### TASK TO COMPLETE
Across the entries, count the lines that include "CreatedResponse" and report only that number.

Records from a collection
================================

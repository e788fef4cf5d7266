//! Swap request routes.

use axum::extract::{Path, State};
use axum::Json;
use database::{swap_request, NewSwapRequest, SwapRequestWithPeer};
use lifecycle::Decision;
use serde::{Deserialize, Serialize};

use crate::error::{ApiError, Result};
use crate::state::AppState;

/// Response for a created swap request.
#[derive(Serialize)]
pub struct CreatedResponse {
    pub success: bool,
    pub id: i64,
    pub status: database::SwapStatus,
}

/// Request body for answering a swap request.
#[derive(Deserialize)]
pub struct RespondPayload {
    pub status: String,
}

/// Create a swap request.
pub async fn create(
    State(state): State<AppState>,
    Json(payload): Json<NewSwapRequest>,
) -> Result<Json<CreatedResponse>> {
    let request = state.lifecycle.send_request(payload).await?;
    Ok(Json(CreatedResponse {
        success: true,
        id: request.id,
        status: request.status,
    }))
}

/// List requests received by a user, joined with sender identity.
pub async fn received(
    State(state): State<AppState>,
    Path(user_id): Path<i64>,
) -> Result<Json<Vec<SwapRequestWithPeer>>> {
    let requests = swap_request::list_received(state.db.pool(), user_id).await?;
    Ok(Json(requests))
}

/// List requests sent by a user, joined with recipient identity.
pub async fn sent(
    State(state): State<AppState>,
    Path(user_id): Path<i64>,
) -> Result<Json<Vec<SwapRequestWithPeer>>> {
    let requests = swap_request::list_sent(state.db.pool(), user_id).await?;
    Ok(Json(requests))
}

/// Accept or reject a pending swap request.
pub async fn respond(
    State(state): State<AppState>,
    Path(id): Path<i64>,
    Json(payload): Json<RespondPayload>,
) -> Result<Json<serde_json::Value>> {
    let decision = match payload.status.as_str() {
        "accepted" => Decision::Accept,
        "rejected" => Decision::Reject,
        _ => {
            return Err(ApiError::BadRequest(
                "Invalid status. Must be \"accepted\" or \"rejected\"".to_string(),
            ))
        }
    };

    let request = state.lifecycle.respond(id, decision).await?;
    Ok(Json(serde_json::json!({
        "success": true,
        "message": format!("Swap request {}", request.status)
    })))
}
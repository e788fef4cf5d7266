//! Chat routes, gated on swap request status by the lifecycle service.

use axum::extract::{Path, State};
use axum::Json;
use database::{chat_message, swap_request, ActiveChat, ChatMessageWithSender};
use serde::{Deserialize, Serialize};

use crate::error::Result;
use crate::state::AppState;

/// Request body for posting a chat message.
#[derive(Deserialize)]
pub struct PostMessagePayload {
    pub sender_id: i64,
    pub receiver_id: i64,
    pub message: String,
}

/// Response for a posted chat message.
#[derive(Serialize)]
pub struct PostedResponse {
    pub success: bool,
    pub id: i64,
}

/// Full message history for a swap request, oldest first.
pub async fn list_messages(
    State(state): State<AppState>,
    Path(swap_request_id): Path<i64>,
) -> Result<Json<Vec<ChatMessageWithSender>>> {
    // 404 on unknown swaps instead of an indistinguishable empty history.
    swap_request::get(state.db.pool(), swap_request_id).await?;

    let messages = chat_message::list_for_swap(state.db.pool(), swap_request_id).await?;
    Ok(Json(messages))
}

/// Post a message to an accepted swap request's chat.
pub async fn post_message(
    State(state): State<AppState>,
    Path(swap_request_id): Path<i64>,
    Json(payload): Json<PostMessagePayload>,
) -> Result<Json<PostedResponse>> {
    let message = state
        .lifecycle
        .post_message(
            swap_request_id,
            payload.sender_id,
            payload.receiver_id,
            &payload.message,
        )
        .await?;

    Ok(Json(PostedResponse {
        success: true,
        id: message.id,
    }))
}

/// A user's active chat threads (accepted swaps) with unread counts.
pub async fn active_chats(
    State(state): State<AppState>,
    Path(user_id): Path<i64>,
) -> Result<Json<Vec<ActiveChat>>> {
    let chats = chat_message::active_chats(state.db.pool(), user_id).await?;
    Ok(Json(chats))
}
//! SQLite persistence layer for Skillswap.
//!
//! This crate provides async database operations for users and their skill
//! sets, swap requests, notifications, and chat messages using SQLx with
//! SQLite.
//!
//! # Example
//!
//! ```no_run
//! use database::{user, Database};
//!
//! #[tokio::main]
//! async fn main() -> Result<(), Box<dyn std::error::Error>> {
//!     // Connect and run migrations
//!     let db = Database::connect("sqlite:skillswap.db?mode=rwc").await?;
//!     db.migrate().await?;
//!
//!     // Create a user
//!     let user = user::create_user(db.pool(), "John Doe", "john@example.com").await?;
//!     println!("created user {}", user.id);
//!
//!     Ok(())
//! }
//! ```

pub mod chat_message;
pub mod error;
pub mod models;
pub mod notification;
pub mod swap_request;
pub mod user;
pub mod validation;

pub use error::{DatabaseError, Result};
pub use models::{
    ActiveChat, ChatMessage, ChatMessageWithSender, NewChatMessage, NewSwapRequest, Notification,
    NotificationKind, SwapRequest, SwapRequestWithPeer, SwapStatus, User, UserWithSkills,
};
pub use validation::ValidationError;

use sqlx::sqlite::{SqliteConnectOptions, SqlitePoolOptions};
use sqlx::SqlitePool;
use std::str::FromStr;

/// Database connection wrapper.
#[derive(Debug, Clone)]
pub struct Database {
    pool: SqlitePool,
}

impl Database {
    /// Connect to a SQLite database.
    ///
    /// The URL should be in the format `sqlite:path/to/db.sqlite?mode=rwc`.
    /// Use `?mode=rwc` to create the database file if it doesn't exist.
    ///
    /// # Example
    ///
    /// ```no_run
    /// # async fn example() -> database::Result<()> {
    /// // File database
    /// let db = database::Database::connect("sqlite:data/skillswap.db?mode=rwc").await?;
    ///
    /// // In-memory database (for testing)
    /// let db = database::Database::connect("sqlite::memory:").await?;
    /// # Ok(())
    /// # }
    /// ```
    /// Default pool size for database connections.
    /// Set high enough to handle concurrent request handling alongside the
    /// notification side-effect writes.
    const DEFAULT_POOL_SIZE: u32 = 20;

    pub async fn connect(url: &str) -> Result<Self> {
        Self::connect_with_pool_size(url, Self::DEFAULT_POOL_SIZE).await
    }

    /// Connect to a SQLite database with a custom pool size.
    pub async fn connect_with_pool_size(url: &str, pool_size: u32) -> Result<Self> {
        let options = SqliteConnectOptions::from_str(url)?
            .create_if_missing(true)
            .foreign_keys(true);

        let pool = SqlitePoolOptions::new()
            .max_connections(pool_size)
            .acquire_timeout(std::time::Duration::from_secs(30))
            .connect_with(options)
            .await?;

        tracing::info!(
            "Connected to database: {} (pool size: {})",
            url,
            pool_size
        );

        Ok(Self { pool })
    }

    /// Run database migrations.
    ///
    /// This should be called once after connecting to ensure the schema is up to date.
    pub async fn migrate(&self) -> Result<()> {
        tracing::info!("Running database migrations...");

        sqlx::migrate!("./migrations").run(&self.pool).await?;

        tracing::info!("Migrations complete");
        Ok(())
    }

    /// Get a reference to the connection pool.
    pub fn pool(&self) -> &SqlitePool {
        &self.pool
    }

    /// Close the database connection pool.
    pub async fn close(&self) {
        self.pool.close().await;
    }
}
//! Admin statistics route.

use axum::extract::State;
use axum::Json;
use database::{chat_message, notification, swap_request, user, SwapStatus};
use serde::Serialize;

use crate::error::Result;
use crate::state::AppState;

/// Aggregate platform statistics.
#[derive(Serialize)]
pub struct Stats {
    pub user_count: i64,
    pub swap_requests: SwapRequestStats,
    pub chat_message_count: i64,
    pub unread_notification_count: i64,
}

/// Swap request counts broken down by status.
#[derive(Serialize, Default)]
pub struct SwapRequestStats {
    pub total: i64,
    pub pending: i64,
    pub accepted: i64,
    pub rejected: i64,
}

/// Get aggregate statistics as JSON.
pub async fn stats(State(state): State<AppState>) -> Result<Json<Stats>> {
    let pool = state.db.pool();

    let user_count = user::count_users(pool).await?;
    let by_status = swap_request::count_by_status(pool).await?;
    let chat_message_count = chat_message::count_messages(pool).await?;
    let unread_notification_count = notification::total_unread_count(pool).await?;

    let mut swap_requests = SwapRequestStats::default();
    for (status, count) in by_status {
        swap_requests.total += count;
        match status {
            SwapStatus::Pending => swap_requests.pending = count,
            SwapStatus::Accepted => swap_requests.accepted = count,
            SwapStatus::Rejected => swap_requests.rejected = count,
        }
    }

    Ok(Json(Stats {
        user_count,
        swap_requests,
        chat_message_count,
        unread_notification_count,
    }))
}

================================

### YOUR SOLUTION
3